25.1.05

Mengalah Untuk Menang (?)


Kalau kamu senasib seperti aku, menjadi anak sulung, entah dengan hanya seorang adik atau bahkan empat orang adik, kata "mengalah" pasti bukan barang baru. Sejak kecil, yang namanya kakak itu (katanya) harus mengalah dengan adiknya, untuk 1001 alasan. Mengalah waktu kami bertengkar dan aku begitu yakin bahwa aku benar dan adikku salah, mengalah ketika ada makanan dan karena jumlah yang tidak seberapa aku mendapat lebih sedikit dari adik-adikku.

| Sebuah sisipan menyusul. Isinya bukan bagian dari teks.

use serde::{Deserialize, Serialize};
use std::collections::BTreeMap;
use std::path::PathBuf;

/// Role of a message in a conversation
#[derive(Debug, Clone, Copy, PartialEq, Eq, Serialize, Deserialize)]
#[serde(rename_all = "lowercase")]
pub enum Role {
    System,
    User,
    Assistant,
}

/// One piece of a multimodal message
#[derive(Debug, Clone, PartialEq, Serialize, Deserialize)]
#[serde(tag = "type", rename_all = "snake_case")]
pub enum ContentPart {
    Text { text: String },
    Image { mime_type: String, data: Vec<u8> },
}

/// Text or multimodal message body
#[derive(Debug, Clone, PartialEq, Serialize, Deserialize)]
#[serde(untagged)]
pub enum MessageContent {
    Text(String),
    Parts(Vec<ContentPart>),
}

impl MessageContent {
    /// Concatenated text of the message, images skipped
    pub fn text(&self) -> String {
        match self {
            MessageContent::Text(text) => text.clone(),
            MessageContent::Parts(parts) => parts
                .iter()
                .filter_map(|part| match part {
                    ContentPart::Text { text } => Some(text.as_str()),
                    ContentPart::Image { .. } => None,
                })
                .collect::<Vec<_>>()
                .join("\n"),
        }
    }

    /// Image payloads carried by the message, in order
    pub fn images(&self) -> Vec<&[u8]> {
        match self {
            MessageContent::Text(_) => Vec::new(),
            MessageContent::Parts(parts) => parts
                .iter()
                .filter_map(|part| match part {
                    ContentPart::Image { data, .. } => Some(data.as_slice()),
                    ContentPart::Text { .. } => None,
                })
                .collect(),
        }
    }
}

/// One turn in a conversation sent to a provider
#[derive(Debug, Clone, PartialEq, Serialize, Deserialize)]
pub struct Message {
    pub role: Role,
    pub content: MessageContent,
}

impl Message {
    pub fn system(text: impl Into<String>) -> Self {
        Self {
            role: Role::System,
            content: MessageContent::Text(text.into()),
        }
    }

    pub fn user(text: impl Into<String>) -> Self {
        Self {
            role: Role::User,
            content: MessageContent::Text(text.into()),
        }
    }
}

/// Outcome of grading one answer pair
#[derive(Debug, Clone, PartialEq, Serialize, Deserialize)]
pub struct EvaluationResult {
    /// Overall score (0 to 100); `None` when the reply carried no score
    pub score: Option<f64>,
    /// Per-dimension scores (0 to 100) reported by the model
    #[serde(default)]
    pub dimension_scores: BTreeMap<String, f64>,
    pub comments: String,
    pub suggestions: String,
    /// Raw model reply
    pub raw_response: String,
}

/// Outcome of a code review request
#[derive(Debug, Clone, PartialEq, Serialize, Deserialize)]
pub struct CodeAnalysis {
    pub quality: String,
    pub issues: String,
    pub suggestions: String,
    pub raw_response: String,
}

#[derive(Debug, Clone, Copy, PartialEq, Eq, Serialize, Deserialize)]
#[serde(rename_all = "lowercase")]
pub enum DocumentKind {
    Markdown,
}

#[derive(Debug, Clone, PartialEq, Eq, Serialize, Deserialize)]
#[serde(tag = "type", rename_all = "lowercase")]
pub enum BlockKind {
    Heading { level: u8 },
    Paragraph,
    Code { language: Option<String> },
    Table,
    Formula,
}

/// One structural unit of a parsed document
#[derive(Debug, Clone, PartialEq, Eq, Serialize, Deserialize)]
pub struct ContentBlock {
    pub kind: BlockKind,
    pub text: String,
    /// Index of the block in document order
    pub position: usize,
}

/// Normalized output of document ingestion
#[derive(Debug, Clone, PartialEq, Serialize, Deserialize)]
pub struct ParsedDocument {
    pub kind: DocumentKind,
    pub content: String,
    pub blocks: Vec<ContentBlock>,
}

/// Complete result of one grading run
#[derive(Debug, Clone, Serialize, Deserialize)]
pub struct GradeReport {
    /// Source document, if one was supplied
    pub source: Option<PathBuf>,
    pub document: Option<ParsedDocument>,
    pub standard_answer: String,
    pub student_answer: String,
    pub evaluation: EvaluationResult,
}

Harapan orang tua, sang kakak bisa lebih mengerti adiknya yang masih kecil, sang kakak tidak boleh egois. Bisa jadi dulu aku tidak bisa terima, tapi sekarang aku bisa dengan mudah mengalah untuk adik-adikku. Bukan, bukan karena paksaan dan kewajiban, tapi karena sayang aku pada adik-adikku. Pada akhirnya, bukan saja aku yang harus mengalah, tidak jarang adik-adikku mengalah, apalagi kalau aku lagi super duper sensitif.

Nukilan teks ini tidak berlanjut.